Robin Alexander über SCHICKSAL Neulich, besoffen im Puff …

Vergesst Kinder und Rapsölautos! Das ist eine richtige Männerkolumne. Hier wird noch gesoffen und gegrölt

Neulich schrieb ich für diese Zeitung einen Text, in dem eher zufällig das Wort „Kinderwagen“ auftauchte. Mann, gab das Ärger!

Nun klingt „Kinderwagen“ ja erst mal eher harmlos, aber wie immer kommt es auf den Kontext an. Der Kontext ist nicht zu verwechseln mit dem Text. Der handelte nur von so harmlosen Dingen wie Rassismus, Islamismus und Terrorismus. Daran hatte niemand etwas auszusetzen.

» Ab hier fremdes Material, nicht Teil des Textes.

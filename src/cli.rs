//! CLI definition and dispatch.

use chrono::NaiveDate;
use clap::{Parser, Subcommand};
use std::io::Write;
use std::path::{Path, PathBuf};
use std::process::ExitCode;
use tracing::error;

use crate::adapters::csv_adapter::PartitionedCsvAdapter;
use crate::adapters::file_config_adapter::FileConfigAdapter;
use crate::adapters::table_format::{format_value, render_table};
use crate::domain::calendar::{format_day, parse_dates, parse_day, shift_trading_days, DateRange};
use crate::domain::config_validation::validate_data_config;
use crate::domain::error::CycError;
use crate::domain::holidays::holidays;
use crate::domain::lookup::lookup_fields;
use crate::domain::spot::adjusted_spots;
use crate::domain::stock_fact::{align, Broadcast, FactField, PriceField};
use crate::domain::symbols::parse_symbols;
use crate::domain::time_of_day::{format_time, parse_time_to_ns, TimeWindow};
use crate::ports::config_port::ConfigPort;

#[derive(Parser, Debug)]
#[command(name = "cyc", about = "Trading calendar and adjusted spot prices")]
pub struct Cli {
    #[command(subcommand)]
    pub command: Command,
}

#[derive(Subcommand, Debug)]
pub enum Command {
    /// List trading days in YYYYMMDD or YYYYMMDD-YYYYMMDD
    Days { range: String },
    /// Trading day before a date
    Prev {
        date: String,
        #[arg(short = 'n', long, default_value_t = 1, value_parser = clap::value_parser!(u32).range(1..))]
        count: u32,
    },
    /// Trading day after a date
    Next {
        date: String,
        #[arg(short = 'n', long, default_value_t = 1, value_parser = clap::value_parser!(u32).range(1..))]
        count: u32,
    },
    /// Observed market holidays of a year
    Holidays { year: i32 },
    /// Nanoseconds since midnight for H:MM[:SS[.fraction]]
    Time { text: String },
    /// Split/dividend adjusted spot prices
    Spot {
        #[arg(short, long)]
        config: PathBuf,
        #[arg(long)]
        symbols: String,
        #[arg(long)]
        date: String,
        #[arg(long, allow_hyphen_values = true)]
        offset: i64,
        #[arg(long)]
        field: Option<String>,
        /// Fail when any requested spot is missing
        #[arg(long)]
        strict: bool,
    },
    /// Raw fields for symbols over a date range
    Lookup {
        #[arg(short, long)]
        config: PathBuf,
        #[arg(long)]
        symbols: String,
        #[arg(long)]
        date: String,
        #[arg(long, default_value = "close,dividend,split")]
        fields: String,
    },
    /// Load daily partitions for a date range
    Load {
        #[arg(short, long)]
        config: PathBuf,
        range: String,
        #[arg(long)]
        symbol: Option<String>,
        /// Keep rows at or after this time of day (H:MM[:SS[.fraction]])
        #[arg(long)]
        time_start: Option<String>,
        /// Keep rows at or before this time of day
        #[arg(long)]
        time_end: Option<String>,
    },
    /// List partition dates available on disk
    Partitions {
        #[arg(short, long)]
        config: PathBuf,
    },
}

/// Output settings from the `[display]` and `[spot]` sections.
#[derive(Debug, Clone, PartialEq)]
pub struct DisplayConfig {
    pub width: usize,
    pub precision: usize,
    pub field: PriceField,
    pub strict: bool,
}

impl Default for DisplayConfig {
    fn default() -> Self {
        Self {
            width: 120,
            precision: 4,
            field: PriceField::Close,
            strict: false,
        }
    }
}

pub fn run(cli: Cli) -> ExitCode {
    let stdout = std::io::stdout();
    let mut out = stdout.lock();
    match execute(cli.command, &mut out) {
        Ok(()) => ExitCode::SUCCESS,
        Err(e) => {
            error!("{e}");
            (&e).into()
        }
    }
}

/// Runs one command, writing its result to `out`.
pub fn execute(command: Command, out: &mut dyn Write) -> Result<(), CycError> {
    match command {
        Command::Days { range } => run_days(&range, out),
        Command::Prev { date, count } => run_shift(&date, -i64::from(count), out),
        Command::Next { date, count } => run_shift(&date, i64::from(count), out),
        Command::Holidays { year } => run_holidays(year, out),
        Command::Time { text } => {
            writeln!(out, "{}", parse_time_to_ns(&text)?)?;
            Ok(())
        }
        Command::Spot {
            config,
            symbols,
            date,
            offset,
            field,
            strict,
        } => {
            let (adapter, mut display) = open_data(&config)?;
            if let Some(f) = field {
                display.field = f.parse()?;
            }
            display.strict |= strict;
            run_spot(&adapter, &symbols, &date, offset, &display, out)
        }
        Command::Lookup {
            config,
            symbols,
            date,
            fields,
        } => {
            let (adapter, display) = open_data(&config)?;
            run_lookup(&adapter, &symbols, &date, &fields, &display, out)
        }
        Command::Load {
            config,
            range,
            symbol,
            time_start,
            time_end,
        } => {
            let window = TimeWindow::parse(time_start.as_deref(), time_end.as_deref())?;
            let (adapter, display) = open_data(&config)?;
            run_load(&adapter, &range, symbol.as_deref(), &window, &display, out)
        }
        Command::Partitions { config } => {
            let (adapter, _) = open_data(&config)?;
            for date in adapter.list_partitions()? {
                writeln!(out, "{}", format_day(date))?;
            }
            Ok(())
        }
    }
}

pub fn load_config(path: &Path) -> Result<FileConfigAdapter, CycError> {
    FileConfigAdapter::from_file(path)
}

fn open_data(path: &Path) -> Result<(PartitionedCsvAdapter, DisplayConfig), CycError> {
    let config = load_config(path)?;
    validate_data_config(&config)?;
    Ok((
        PartitionedCsvAdapter::from_config(&config)?,
        build_display_config(&config)?,
    ))
}

pub fn build_display_config(config: &dyn ConfigPort) -> Result<DisplayConfig, CycError> {
    let defaults = DisplayConfig::default();
    let field = match config.get_string("spot", "field") {
        Some(f) => f.parse::<PriceField>().map_err(|e| CycError::ConfigInvalid {
            section: "spot".into(),
            key: "field".into(),
            reason: e.to_string(),
        })?,
        None => defaults.field,
    };
    Ok(DisplayConfig {
        width: config.get_int("display", "width", defaults.width as i64).max(1) as usize,
        precision: config
            .get_int("display", "precision", defaults.precision as i64)
            .max(0) as usize,
        field,
        strict: config.get_bool("spot", "strict", defaults.strict),
    })
}

/// Pairs every symbol with every date, broadcasting whichever side is single.
pub fn broadcast_inputs(
    symbols: Vec<String>,
    dates: Vec<NaiveDate>,
) -> (Broadcast<String>, Broadcast<NaiveDate>) {
    if symbols.len() == 1 && dates.len() != 1 {
        return (Broadcast::Scalar(symbols[0].clone()), Broadcast::Series(dates));
    }
    if dates.len() == 1 && symbols.len() != 1 {
        return (Broadcast::Series(symbols), Broadcast::Scalar(dates[0]));
    }
    let (sym_rows, date_rows) = symbols
        .iter()
        .flat_map(|s| dates.iter().map(move |d| (s.clone(), *d)))
        .unzip();
    (Broadcast::Series(sym_rows), Broadcast::Series(date_rows))
}

fn request_rows(
    symbols: &str,
    range: &str,
) -> Result<(Broadcast<String>, Broadcast<NaiveDate>), CycError> {
    let symbols = parse_symbols(symbols)?;
    let range_days = DateRange::parse(range)?;
    // A single explicit day is kept even when the market is closed; its
    // facts are then simply absent.
    let dates = if range_days.start == range_days.end {
        vec![range_days.start]
    } else {
        range_days.trading_days()
    };
    if dates.is_empty() {
        return Err(CycError::invalid_range(range, "no trading days found in range"));
    }
    Ok(broadcast_inputs(symbols, dates))
}

fn run_days(range: &str, out: &mut dyn Write) -> Result<(), CycError> {
    for day in parse_dates(range)? {
        writeln!(out, "{}", format_day(day))?;
    }
    Ok(())
}

fn run_shift(date: &str, offset: i64, out: &mut dyn Write) -> Result<(), CycError> {
    let date = parse_day(date)?;
    let shifted = shift_trading_days(date, offset).ok_or(CycError::DateOutOfRange { date })?;
    writeln!(out, "{}", format_day(shifted))?;
    Ok(())
}

fn run_holidays(year: i32, out: &mut dyn Write) -> Result<(), CycError> {
    for (date, holiday) in holidays(year).iter() {
        writeln!(out, "{}  {}", format_day(date), holiday)?;
    }
    Ok(())
}

pub fn run_spot(
    adapter: &PartitionedCsvAdapter,
    symbols: &str,
    range: &str,
    offset: i64,
    display: &DisplayConfig,
    out: &mut dyn Write,
) -> Result<(), CycError> {
    let (sym_in, date_in) = request_rows(symbols, range)?;
    let requests = align(sym_in.clone(), date_in.clone())?;
    let spots = adjusted_spots(adapter, sym_in, date_in, offset, display.field)?;

    if display.strict {
        if let Some(i) = spots.iter().position(Option::is_none) {
            let (symbol, date) = requests[i].clone();
            return Err(CycError::MissingData { symbol, date });
        }
    }

    let field = display.field.to_string();
    let rows: Vec<Vec<String>> = requests
        .iter()
        .zip(&spots)
        .map(|((s, d), spot)| {
            vec![
                s.clone(),
                format_day(*d),
                offset.to_string(),
                format_value(*spot, display.precision),
            ]
        })
        .collect();
    write!(
        out,
        "{}",
        render_table(&["sym", "date", "offset", &field], &rows, display.width)
    )?;
    Ok(())
}

pub fn run_lookup(
    adapter: &PartitionedCsvAdapter,
    symbols: &str,
    range: &str,
    fields: &str,
    display: &DisplayConfig,
    out: &mut dyn Write,
) -> Result<(), CycError> {
    let fields = fields
        .split(',')
        .map(str::parse::<FactField>)
        .collect::<Result<Vec<_>, _>>()?;
    let (sym_in, date_in) = request_rows(symbols, range)?;
    let looked_up = lookup_fields(adapter, sym_in, date_in, &fields)?;

    let names: Vec<&str> = fields.iter().map(FactField::column).collect();
    let mut headers = vec!["sym", "date"];
    headers.extend(names);
    let rows: Vec<Vec<String>> = looked_up
        .into_iter()
        .map(|row| {
            let mut cells = vec![row.symbol, format_day(row.date)];
            cells.extend(row.values.iter().map(|v| format_value(*v, display.precision)));
            cells
        })
        .collect();
    write!(out, "{}", render_table(&headers, &rows, display.width))?;
    Ok(())
}

pub fn run_load(
    adapter: &PartitionedCsvAdapter,
    range: &str,
    symbol: Option<&str>,
    window: &TimeWindow,
    display: &DisplayConfig,
    out: &mut dyn Write,
) -> Result<(), CycError> {
    let wanted = symbol.map(str::to_uppercase);
    let facts: Vec<_> = adapter
        .load_range_within(range, window)?
        .into_iter()
        .filter(|f| wanted.as_deref().is_none_or(|w| f.symbol == w))
        .collect();
    let intraday = facts.iter().any(|f| f.time.is_some());

    let mut headers = vec!["sym", "date"];
    if intraday {
        headers.push("time");
    }
    headers.extend(FactField::ALL.iter().map(FactField::column));
    let rows: Vec<Vec<String>> = facts
        .iter()
        .map(|f| {
            let mut cells = vec![f.symbol.clone(), format_day(f.date)];
            if intraday {
                cells.push(f.time.map_or_else(|| "null".to_string(), format_time));
            }
            cells.extend(
                FactField::ALL
                    .iter()
                    .map(|&field| format_value(f.field(field), display.precision)),
            );
            cells
        })
        .collect();
    write!(out, "{}", render_table(&headers, &rows, display.width))?;
    Ok(())
}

Aber am Kinderwagen. Ich wurde scharf verwarnt:

„Jetzt fang du bloß nicht auch noch an!“, herrschte mich eine Kollegin beim Mittagessen an.“

„Womit?“, fragte ich arglos.

„Alle Männer schreiben nur noch über ihre Brut oder rapsölgetriebene Ökoautos oder beides! Das ist ja immer superlustig und soooo nett. Aber ich kann es nicht mehr lesen!“

Das hat mich schon getroffen, weil die Kollegin eigentlich zu den charmanten und klugen gehört. Auch in diesem Fall hat sie wohl leider Recht: Die Befreiung von den klassischen Geschlechterrollen hat dazu geführt, dass die Autorinnen sich mit Sex, Lügen und Videos als Flittchen oder Flintenweiber ausstaffieren müssen, während die Autoren einfach nur freundlich und kinderlieb sein dürfen.

Aber nur lieb nervt natürlich auch. Deshalb hier auf Wunsch einer einzelnen Dame wieder einmal eine richtige Männerkolumne. Minderjährige, Zartbesaitete und schwangere Frauen müssen an dieser Stelle aufhören zu lesen. Jetzt kommen die scharfen Sachen.

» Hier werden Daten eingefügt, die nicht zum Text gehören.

//! Stock fact lookup port.

use crate::domain::error::CycError;
use crate::domain::stock_fact::FactTable;
use chrono::NaiveDate;
use std::collections::BTreeSet;

pub trait FactPort {
    /// Facts for every requested `(symbol, date)` combination that exists.
    ///
    /// Missing combinations are left out of the table rather than reported
    /// as errors; errors mean the source itself could not be read.
    fn fetch(
        &self,
        symbols: &BTreeSet<String>,
        dates: &BTreeSet<NaiveDate>,
    ) -> Result<FactTable, CycError>;
}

Also: Neulich als ich meine Frau prügelte, klingelte plötzlich … nee, Quatsch. War natürlich nur Spaß. Ich fange noch einmal an: Neulich, besoffen im Puff … Tschuldigung. Geht schon wieder. Also: Neulich kommen zwei Kollegen meiner Freundin vorbei. Die wohnen in Sachsen und übernachten bei uns, weil sie ein Radiofeature in Berlin aufnehmen. Oft handeln ihre langen Radiostücke von Schicksalen in der DDR. Und die DDR kommt dabei nicht so gut weg. Bei Bratkartoffeln reden wir darüber, welche charakterlichen Deformationen schon im Kommunismus in seiner Bewegungsform angelegt waren. Dazu gibt es Bier und irgendwann kommt die Wodkaflasche aus ihrem Eisfach, setzt sich zu uns und bestimmt auch schnell das Niveau unseres Gesprächs.

Als wir kurz davor sind, eine Reise nach London zu planen, um Karl Marx auszugraben und ihm in den Hintern zu treten, erblickt einer der Gäste eine kleine, silberne Spieluhr, die seit Jahr und Tag bei uns im Bücherregal steht. Sie spielt die Internationale, aber nur sehr leise.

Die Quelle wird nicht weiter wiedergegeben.